(PROBLEM TO WORK ON) Comb the records below for the string "AwsError" and copy each line where it turns up.

▬▬▬▬▬▬▬▬▬▬

//! `ElbV2Api` on top of the AWS SDK

use crate::api::{
    CreateListenerRequest, CreateLoadBalancerRequest, CreateTargetGroupRequest, ElbV2Api,
    HealthCheck, ListenerAction, ListenerDescription, LoadBalancerDescription,
    ModifyListenerRequest, ModifyTargetGroupRequest, TargetGroupDescription,
};
use crate::error::AwsError;
use async_trait::async_trait;
use aws_config::BehaviorVersion;
use aws_sdk_elasticloadbalancingv2::Client;
use aws_sdk_elasticloadbalancingv2::error::DisplayErrorContext;
use aws_sdk_elasticloadbalancingv2::types::{
    Action, ActionTypeEnum, Certificate, Listener, LoadBalancer, LoadBalancerSchemeEnum,
    LoadBalancerTypeEnum, ProtocolEnum, Tag as SdkTag, TargetGroup,
};
use tidemark_cloud::{Page, Tag, TagDescription};

fn api_error<E: std::error::Error + 'static>(operation: &str, err: E) -> anyhow::Error {
    AwsError::Api {
        operation: operation.to_string(),
        message: DisplayErrorContext(&err).to_string(),
    }
    .into()
}

fn to_sdk_tags(tags: &[Tag]) -> anyhow::Result<Vec<SdkTag>> {
    tags.iter()
        .map(|t| {
            SdkTag::builder()
                .key(&t.key)
                .value(&t.value)
                .build()
                .map_err(|e| api_error("building tags", e))
        })
        .collect()
}

fn forward_action(target_group_arn: &str) -> anyhow::Result<Action> {
    Action::builder()
        .r#type(ActionTypeEnum::Forward)
        .target_group_arn(target_group_arn)
        .build()
        .map_err(|e| api_error("building listener action", e))
}

fn non_empty_marker(marker: Option<&str>) -> Option<String> {
    marker.filter(|m| !m.is_empty()).map(str::to_string)
}

fn target_group_description(tg: &TargetGroup) -> anyhow::Result<TargetGroupDescription> {
    let arn = tg.target_group_arn().ok_or(AwsError::MissingField {
        operation: "DescribeTargetGroups",
        field: "TargetGroupArn",
    })?;
    Ok(TargetGroupDescription {
        arn: arn.to_string(),
        name: tg.target_group_name().unwrap_or_default().to_string(),
        port: tg.port().and_then(|p| u16::try_from(p).ok()).unwrap_or_default(),
        protocol: tg.protocol().map(|p| p.as_str().to_string()).unwrap_or_default(),
        vpc_id: tg.vpc_id().unwrap_or_default().to_string(),
        health_check: HealthCheck {
            protocol: tg.health_check_protocol().map(|p| p.as_str().to_string()),
            port: tg.health_check_port().map(str::to_string),
            interval_seconds: tg
                .health_check_interval_seconds()
                .and_then(|v| u32::try_from(v).ok()),
            healthy_threshold: tg
                .healthy_threshold_count()
                .and_then(|v| u32::try_from(v).ok()),
            unhealthy_threshold: tg
                .unhealthy_threshold_count()
                .and_then(|v| u32::try_from(v).ok()),
        },
        load_balancer_arns: tg.load_balancer_arns().to_vec(),
    })
}

fn load_balancer_description(lb: &LoadBalancer) -> anyhow::Result<LoadBalancerDescription> {
    let arn = lb.load_balancer_arn().ok_or(AwsError::MissingField {
        operation: "DescribeLoadBalancers",
        field: "LoadBalancerArn",
    })?;
    Ok(LoadBalancerDescription {
        arn: arn.to_string(),
        name: lb.load_balancer_name().unwrap_or_default().to_string(),
        dns_name: lb.dns_name().map(str::to_string),
        scheme: lb.scheme().map(|s| s.as_str().to_string()).unwrap_or_default(),
        subnets: lb
            .availability_zones()
            .iter()
            .filter_map(|az| az.subnet_id().map(str::to_string))
            .collect(),
        state: lb
            .state()
            .and_then(|s| s.code())
            .map(|c| c.as_str().to_string()),
    })
}

fn listener_description(listener: &Listener) -> anyhow::Result<ListenerDescription> {
    let arn = listener.listener_arn().ok_or(AwsError::MissingField {
        operation: "DescribeListeners",
        field: "ListenerArn",
    })?;
    Ok(ListenerDescription {
        arn: arn.to_string(),
        load_balancer_arn: listener.load_balancer_arn().unwrap_or_default().to_string(),
        port: listener
            .port()
            .and_then(|p| u16::try_from(p).ok())
            .unwrap_or_default(),
        protocol: listener
            .protocol()
            .map(|p| p.as_str().to_string())
            .unwrap_or_default(),
        certificates: listener
            .certificates()
            .iter()
            .filter_map(|c| c.certificate_arn().map(str::to_string))
            .collect(),
        ssl_policy: listener.ssl_policy().map(str::to_string),
        default_actions: listener
            .default_actions()
            .iter()
            .map(|a| ListenerAction {
                action_type: a.r#type().map(|t| t.as_str().to_string()).unwrap_or_default(),
                target_group_arn: a.target_group_arn().map(str::to_string),
            })
            .collect(),
    })
}

/// ELBv2 client backed by the AWS SDK
#[derive(Debug, Clone)]
pub struct SdkElbV2 {
    client: Client,
}

impl SdkElbV2 {
    pub fn new(client: Client) -> Self {
        Self { client }
    }

    /// Client from the default credential and region chain
    pub async fn from_env() -> Self {
        let config = aws_config::load_defaults(BehaviorVersion::latest()).await;
        Self::new(Client::new(&config))
    }
}

#[async_trait]
impl ElbV2Api for SdkElbV2 {
    async fn describe_target_groups(
        &self,
        marker: Option<String>,
        page_size: usize,
    ) -> anyhow::Result<Page<TargetGroupDescription>> {
        let output = self
            .client
            .describe_target_groups()
            .set_marker(marker)
            .page_size(i32::try_from(page_size).unwrap_or(i32::MAX))
            .send()
            .await
            .map_err(|e| api_error("DescribeTargetGroups", e))?;
        Ok(Page {
            items: output
                .target_groups()
                .iter()
                .map(target_group_description)
                .collect::<anyhow::Result<_>>()?,
            next_marker: non_empty_marker(output.next_marker()),
        })
    }

    async fn describe_load_balancers(
        &self,
        marker: Option<String>,
        page_size: usize,
    ) -> anyhow::Result<Page<LoadBalancerDescription>> {
        let output = self
            .client
            .describe_load_balancers()
            .set_marker(marker)
            .page_size(i32::try_from(page_size).unwrap_or(i32::MAX))
            .send()
            .await
            .map_err(|e| api_error("DescribeLoadBalancers", e))?;
        Ok(Page {
            items: output
                .load_balancers()
                .iter()
                .map(load_balancer_description)
                .collect::<anyhow::Result<_>>()?,
            next_marker: non_empty_marker(output.next_marker()),
        })
    }

    async fn describe_tags(&self, arns: &[String]) -> anyhow::Result<Vec<TagDescription>> {
        let output = self
            .client
            .describe_tags()
            .set_resource_arns(Some(arns.to_vec()))
            .send()
            .await
            .map_err(|e| api_error("DescribeTags", e))?;
        Ok(output
            .tag_descriptions()
            .iter()
            .filter_map(|d| {
                let resource_id = d.resource_arn()?.to_string();
                let tags = d
                    .tags()
                    .iter()
                    .map(|t| Tag::new(t.key(), t.value().unwrap_or_default()))
                    .collect();
                Some(TagDescription { resource_id, tags })
            })
            .collect())
    }

    async fn describe_listeners(
        &self,
        load_balancer_arn: &str,
        marker: Option<String>,
    ) -> anyhow::Result<Page<ListenerDescription>> {
        let output = self
            .client
            .describe_listeners()
            .load_balancer_arn(load_balancer_arn)
            .set_marker(marker)
            .send()
            .await
            .map_err(|e| api_error("DescribeListeners", e))?;
        Ok(Page {
            items: output
                .listeners()
                .iter()
                .map(listener_description)
                .collect::<anyhow::Result<_>>()?,
            next_marker: non_empty_marker(output.next_marker()),
        })
    }

    async fn create_listener(
        &self,
        request: CreateListenerRequest,
    ) -> anyhow::Result<ListenerDescription> {
        let mut call = self
            .client
            .create_listener()
            .load_balancer_arn(&request.load_balancer_arn)
            .port(i32::from(request.port))
            .protocol(ProtocolEnum::from(request.protocol.as_str()))
            .set_ssl_policy(request.ssl_policy.clone())
            .default_actions(forward_action(&request.default_target_group_arn)?);
        if let Some(certificate) = &request.certificate_arn {
            call = call.certificates(Certificate::builder().certificate_arn(certificate).build());
        }

        let output = call
            .send()
            .await
            .map_err(|e| api_error("CreateListener", e))?;
        let listener = output.listeners().first().ok_or(AwsError::MissingField {
            operation: "CreateListener",
            field: "Listeners",
        })?;
        listener_description(listener)
    }

    async fn modify_listener(&self, request: ModifyListenerRequest) -> anyhow::Result<()> {
        let mut call = self
            .client
            .modify_listener()
            .listener_arn(&request.listener_arn)
            .set_ssl_policy(request.ssl_policy.clone());
        if let Some(target_group_arn) = &request.default_target_group_arn {
            call = call.default_actions(forward_action(target_group_arn)?);
        }
        call.send()
            .await
            .map_err(|e| api_error("ModifyListener", e))?;
        Ok(())
    }

    async fn delete_listener(&self, listener_arn: &str) -> anyhow::Result<()> {
        self.client
            .delete_listener()
            .listener_arn(listener_arn)
            .send()
            .await
            .map_err(|e| api_error("DeleteListener", e))?;
        Ok(())
    }

    async fn create_target_group(
        &self,
        request: CreateTargetGroupRequest,
    ) -> anyhow::Result<TargetGroupDescription> {
        let hc = &request.health_check;
        let output = self
            .client
            .create_target_group()
            .name(&request.name)
            .port(i32::from(request.port))
            .protocol(ProtocolEnum::from(request.protocol.as_str()))
            .vpc_id(&request.vpc_id)
            .set_health_check_protocol(hc.protocol.as_deref().map(ProtocolEnum::from))
            .set_health_check_port(hc.port.clone())
            .set_health_check_interval_seconds(hc.interval_seconds.map(|v| v as i32))
            .set_healthy_threshold_count(hc.healthy_threshold.map(|v| v as i32))
            .set_unhealthy_threshold_count(hc.unhealthy_threshold.map(|v| v as i32))
            .set_tags(Some(to_sdk_tags(&request.tags)?))
            .send()
            .await
            .map_err(|e| api_error("CreateTargetGroup", e))?;
        let tg = output.target_groups().first().ok_or(AwsError::MissingField {
            operation: "CreateTargetGroup",
            field: "TargetGroups",
        })?;
        target_group_description(tg)
    }

    async fn modify_target_group(&self, request: ModifyTargetGroupRequest) -> anyhow::Result<()> {
        let hc = &request.health_check;
        self.client
            .modify_target_group()
            .target_group_arn(&request.target_group_arn)
            .set_health_check_protocol(hc.protocol.as_deref().map(ProtocolEnum::from))
            .set_health_check_port(hc.port.clone())
            .set_health_check_interval_seconds(hc.interval_seconds.map(|v| v as i32))
            .set_healthy_threshold_count(hc.healthy_threshold.map(|v| v as i32))
            .set_unhealthy_threshold_count(hc.unhealthy_threshold.map(|v| v as i32))
            .send()
            .await
            .map_err(|e| api_error("ModifyTargetGroup", e))?;
        Ok(())
    }

    async fn delete_target_group(&self, target_group_arn: &str) -> anyhow::Result<()> {
        self.client
            .delete_target_group()
            .target_group_arn(target_group_arn)
            .send()
            .await
            .map_err(|e| api_error("DeleteTargetGroup", e))?;
        Ok(())
    }

    async fn create_load_balancer(
        &self,
        request: CreateLoadBalancerRequest,
    ) -> anyhow::Result<LoadBalancerDescription> {
        let output = self
            .client
            .create_load_balancer()
            .name(&request.name)
            .r#type(LoadBalancerTypeEnum::Network)
            .scheme(LoadBalancerSchemeEnum::from(request.scheme.as_str()))
            .set_subnets(Some(request.subnets.clone()))
            .set_tags(Some(to_sdk_tags(&request.tags)?))
            .send()
            .await
            .map_err(|e| api_error("CreateLoadBalancer", e))?;
        let lb = output.load_balancers().first().ok_or(AwsError::MissingField {
            operation: "CreateLoadBalancer",
            field: "LoadBalancers",
        })?;
        load_balancer_description(lb)
    }

    async fn delete_load_balancer(&self, load_balancer_arn: &str) -> anyhow::Result<()> {
        self.client
            .delete_load_balancer()
            .load_balancer_arn(load_balancer_arn)
            .send()
            .await
            .map_err(|e| api_error("DeleteLoadBalancer", e))?;
        Ok(())
    }

    async fn set_subnets(&self, load_balancer_arn: &str, subnets: &[String]) -> anyhow::Result<()> {
        self.client
            .set_subnets()
            .load_balancer_arn(load_balancer_arn)
            .set_subnets(Some(subnets.to_vec()))
            .send()
            .await
            .map_err(|e| api_error("SetSubnets", e))?;
        Ok(())
    }

    async fn add_tags(&self, arn: &str, tags: &[Tag]) -> anyhow::Result<()> {
        if tags.is_empty() {
            return Ok(());
        }
        self.client
            .add_tags()
            .resource_arns(arn)
            .set_tags(Some(to_sdk_tags(tags)?))
            .send()
            .await
            .map_err(|e| api_error("AddTags", e))?;
        Ok(())
    }
}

▬▬▬▬▬▬▬▬▬▬

(SOLUTION TO THIS EXERCISE)
use crate::error::AwsError;
    AwsError::Api {
    let arn = tg.target_group_arn().ok_or(AwsError::MissingField {
    let arn = lb.load_balancer_arn().ok_or(AwsError::MissingField {
    let arn = listener.listener_arn().ok_or(AwsError::MissingField {
        let listener = output.listeners().first().ok_or(AwsError::MissingField {
        let tg = output.target_groups().first().ok_or(AwsError::MissingField {
        let lb = output.load_balancers().first().ok_or(AwsError::MissingField {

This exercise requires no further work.